Dr. David Relman, president of the Infectious Diseases Society of America, said in the same report doctors are already seeing patients with bacterial infections resistant to "every antibiotic we have left."
"It will take all of us -- consumers, health-care providers, researchers, policymakers, industry, and others -- to tackle this problem," he said. There is no argument that doctors need to prescribe these medications more judiciously. But this coalition wants these drugs on a prescription-only basis for the animal industry too, a recommendation that would significantly change how the livestock industry operates.
Equally non-newsworthy was the press release issued by the National Institute for Animal Agriculture (NIAA) after it hosted a symposium on the same issue that same week.
In it, the NIAA rambles from the obvious: "antibiotics dramatically improve human, animal and plant health, and increase life expectancy," to the surreal, characterizing antimicrobial resistance as a "topic" that is "subtle, complex, difficult and polarizing."
What is noteworthy is that so little is being done to address it, despite health agencies from the World Health Organization right down to local public health officials ringing alarm bells.
Here in Canada, it's like a UFO on the radar screen. Everyone seems to realize it's big and potentially harmful, but no one wants to venture out of the control tower to deal with it.
Three federal agencies, the Public Health Agency of Canada, the Canadian Food Inspection Agency and Health Canada monitor for resistant microbes in the food-animal sector.
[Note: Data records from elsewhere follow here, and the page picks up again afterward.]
//! The gateway process.
//!
//! Opens one session to the peripheral and runs, until the operator exits,
//! shutdown is signalled or a fatal error occurs:
//!
//! - RX notifications echoed to the log
//! - temperature notifications relayed to the store
//! - the humidity loop
//! - interval changes synchronized to the peripheral
//! - LED light commands, when a matrix is attached
//! - the console
//!
//! The session is closed on every exit path.

use futures::stream::StreamExt;
use std::future::Future;
use std::sync::Arc;
use tokio::io::AsyncBufRead;
use tokio::task::JoinSet;
use tokio_util::sync::CancellationToken;
use tracing::{debug, error, info, warn};

use crate::ble::binding::CharacteristicBinding;
use crate::ble::notification::handler_fn;
use crate::ble::transport::Transport;
use crate::ble::uuids::*;
use crate::config::RelayConfig;
use crate::console::{run_console, ConsoleExit};
use crate::data::{SamplingInterval, Value};
use crate::error::Result;
use crate::hat::{HumiditySensor, LedMatrix};
use crate::light::LightController;
use crate::relay::TelemetryRelay;
use crate::session::{PeripheralSession, ServiceSpec};
use crate::store::{keys, ValueStore, ValueStream};
use crate::synchronizer::IntervalSynchronizer;
use crate::utils::payload_text;

/// Relays between one BLE peripheral and the value store.
pub struct Gateway {
    config: RelayConfig,
    store: Arc<dyn ValueStore>,
    sensor: Arc<dyn HumiditySensor>,
    matrix: Option<Arc<dyn LedMatrix>>,
}

impl Gateway {
    /// Create a gateway without light control.
    pub fn new(
        config: RelayConfig,
        store: Arc<dyn ValueStore>,
        sensor: Arc<dyn HumiditySensor>,
    ) -> Self {
        Self {
            config,
            store,
            sensor,
            matrix: None,
        }
    }

    /// Enable light control on `matrix`.
    pub fn with_matrix(mut self, matrix: Arc<dyn LedMatrix>) -> Self {
        self.matrix = Some(matrix);
        self
    }

    /// The gateway configuration.
    pub fn config(&self) -> &RelayConfig {
        &self.config
    }

    /// Run until `exit` on the console, end of console input, or `shutdown`.
    ///
    /// # Errors
    ///
    /// Session open failures, and fatal errors raised while running. The
    /// session is closed before any error is returned.
    pub async fn run<R, F>(
        &self,
        transport: &dyn Transport,
        console: R,
        shutdown: F,
    ) -> Result<ConsoleExit>
    where
        R: AsyncBufRead + Unpin,
        F: Future<Output = ()>,
    {
        let session = PeripheralSession::open(
            transport,
            self.config.address.clone(),
            &[ServiceSpec::nordic_uart(), ServiceSpec::environmental_sensing()],
            self.config.session,
        )
        .await?;

        let outcome = self.serve(&session, console, shutdown).await;
        if let Err(ref e) = outcome {
            error!("Gateway stopping: {}", e);
        }

        let closed = session.close().await;
        let exit = outcome?;
        closed?;

        info!("Gateway stopped ({:?})", exit);
        Ok(exit)
    }

    async fn serve<R, F>(
        &self,
        session: &PeripheralSession,
        console: R,
        shutdown: F,
    ) -> Result<ConsoleExit>
    where
        R: AsyncBufRead + Unpin,
        F: Future<Output = ()>,
    {
        let tx = session.binding(UART_SERVICE_UUID, UART_TX_UUID)?;
        let rx = session.binding(UART_SERVICE_UUID, UART_RX_UUID)?;
        let temperature = session.binding(ENVIRONMENTAL_SENSING_SERVICE_UUID, TEMPERATURE_UUID)?;

        let relay = Arc::new(TelemetryRelay::new(
            self.store.clone(),
            self.sensor.clone(),
            self.config.default_interval.as_duration(),
        ));

        let channels = vec![
            rx.subscribe(handler_fn(|payload: &[u8]| {
                info!("Received: {}", payload_text(payload));
                Ok(())
            }))
            .await?,
            temperature.subscribe(relay.clone()).await?,
        ];

        let synchronizer = Arc::new(IntervalSynchronizer::new(tx.clone(), relay.clone()));
        let intervals = self.sync_initial_interval(&synchronizer).await;

        let cancel = session.cancellation_token();
        let mut tasks = JoinSet::new();

        let outcome = match intervals {
            Ok(intervals) => {
                self.spawn_tasks(&mut tasks, &relay, &synchronizer, intervals, &cancel);
                Self::supervise(&mut tasks, &tx, console, shutdown, &cancel).await
            }
            Err(e) => Err(e),
        };

        cancel.cancel();
        while let Some(joined) = tasks.join_next().await {
            if let Err(e) = joined {
                warn!("Gateway task ended abnormally: {}", e);
            }
        }

        for channel in &channels {
            if let Err(e) = channel.unsubscribe().await {
                warn!("Failed to unsubscribe {}: {}", channel.id(), e);
            }
        }

        outcome
    }

    /// Apply the stored interval, seeding the default when there is none.
    ///
    /// Returns the watch on later changes. The watch is opened first so no
    /// change is missed, and a seeded default arrives through it.
    async fn sync_initial_interval(
        &self,
        synchronizer: &IntervalSynchronizer,
    ) -> Result<ValueStream> {
        let intervals = self.store.watch(keys::INTERVAL).await?;

        match self.store.get(keys::INTERVAL).await? {
            Some(value) => match synchronizer.on_remote_interval_changed(&value).await {
                Ok(_) => {}
                Err(e) if e.is_fatal() => return Err(e),
                Err(e) => warn!("Stored interval not applied: {}", e),
            },
            None => {
                info!(
                    "No interval stored, seeding {}",
                    self.config.default_interval
                );
                self.store
                    .set(keys::INTERVAL, Value::from(self.config.default_interval))
                    .await?;
            }
        }

        Ok(intervals)
    }

    fn spawn_tasks(
        &self,
        tasks: &mut JoinSet<Result<()>>,
        relay: &Arc<TelemetryRelay>,
        synchronizer: &Arc<IntervalSynchronizer>,
        intervals: ValueStream,
        cancel: &CancellationToken,
    ) {
        tasks.spawn({
            let relay = relay.clone();
            let cancel = cancel.clone();
            async move {
                let period = relay.humidity_period();
                relay.run_humidity_loop(period, cancel).await;
                Ok(())
            }
        });

        tasks.spawn(watch_intervals(
            intervals,
            synchronizer.clone(),
            cancel.clone(),
        ));

        if let Some(matrix) = &self.matrix {
            let controller = LightController::new(self.store.clone(), matrix.clone());
            let cancel = cancel.clone();
            tasks.spawn(async move { controller.run(cancel).await });
        } else {
            debug!("No LED matrix, light control disabled");
        }
    }

    async fn supervise<R, F>(
        tasks: &mut JoinSet<Result<()>>,
        tx: &CharacteristicBinding,
        console: R,
        shutdown: F,
        cancel: &CancellationToken,
    ) -> Result<ConsoleExit>
    where
        R: AsyncBufRead + Unpin,
        F: Future<Output = ()>,
    {
        let failed = async {
            while let Some(joined) = tasks.join_next().await {
                match joined {
                    Ok(Err(e)) if e.is_fatal() => return e,
                    Ok(Err(e)) => warn!("Gateway task failed: {}", e),
                    Err(e) => warn!("Gateway task ended abnormally: {}", e),
                    Ok(Ok(())) => {}
                }
            }
            std::future::pending().await
        };

        tokio::select! {
            exit = run_console(console, tx, cancel.clone()) => exit,
            _ = shutdown => {
                info!("Shutdown requested");
                Ok(ConsoleExit::Cancelled)
            }
            e = failed => Err(e),
        }
    }
}

/// Apply each interval change.
///
/// Changes are accepted in arrival order; only the writes run concurrently,
/// so a slow write does not hold back newer values and an older value can
/// never be the last one written.
async fn watch_intervals(
    mut intervals: ValueStream,
    synchronizer: Arc<IntervalSynchronizer>,
    cancel: CancellationToken,
) -> Result<()> {
    let mut pending: JoinSet<Result<SamplingInterval>> = JoinSet::new();

    loop {
        tokio::select! {
            biased;
            _ = cancel.cancelled() => break,
            Some(joined) = pending.join_next(), if !pending.is_empty() => {
                match joined {
                    Ok(Ok(_)) => {}
                    Ok(Err(e)) if e.is_fatal() => return Err(e),
                    Ok(Err(e)) => warn!("Interval update failed: {}", e),
                    Err(e) => warn!("Interval update ended abnormally: {}", e),
                }
            }
            next = intervals.next() => match next {
                Some(value) => {
                    let Ok(accepted) = synchronizer.accept(&value) else {
                        continue;
                    };
                    let synchronizer = synchronizer.clone();
                    pending.spawn(async move { synchronizer.send(accepted).await });
                }
                None => {
                    warn!("Interval watch ended");
                    break;
                }
            },
        }
    }

    Ok(())
}

impl std::fmt::Debug for Gateway {
    fn fmt(&self, f: &mut std::fmt::Formatter<'_>) -> std::fmt::Result {
        f.debug_struct("Gateway")
            .field("config", &self.config)
            .field("light_control", &self.matrix.is_some())
            .finish()
    }
}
That surveillance shows antimicrobial resistance is growing, but none of those agencies has the authority to address it.
Health Canada encourages prudent use of antimicrobial drugs. It recommends against mass-medication use in feed and water. But the key words are "encourage" and "recommends."
Veterinarians are regulated by provincial governments and how they prescribe these medications can be monitored. But producers don't need a vet's prescription to obtain them.
"Canada is one of the few industrialized countries that allows over-the-counter sale of antimicrobials for food animals," says the 2002 report "Uses of Antimicrobials in Food Animals in Canada: Impact on Resistance and Human Health" prepared for Health Canada.
In short, antimicrobial use in the animal industry falls through a regulatory loophole. When used as growth promoters or as preventative therapy against infections when animals are stressed or kept in crowded conditions, producers have a free rein. And that's the way the industry likes it.
"On first glance, movement to a prescription-only system would appear to be a logical step towards more responsible use of antimicrobials. On purely scientific or public health grounds, there is little argument against a prescription-only system," says the Health Canada report, now 10 years old. "The committee was made well aware, however, that things are not quite so simple or straightforward, and that there are socioeconomic arguments (e.g. costs and convenience) against such a system."
The U.S. is at least talking about action. After being reprimanded by a U.S. federal court judge, last April the U.S. Food and Drug Administration asked companies to over the next three years phase out antibiotics for uses such as promoting growth in livestock.
If the U.S. livestock industry has to reduce its reliance on antibiotics to prevent illness or promote growth, Canada will be forced to follow, if for no other reason than maintaining its access to that market.
Oh yes, it would also be good for public health.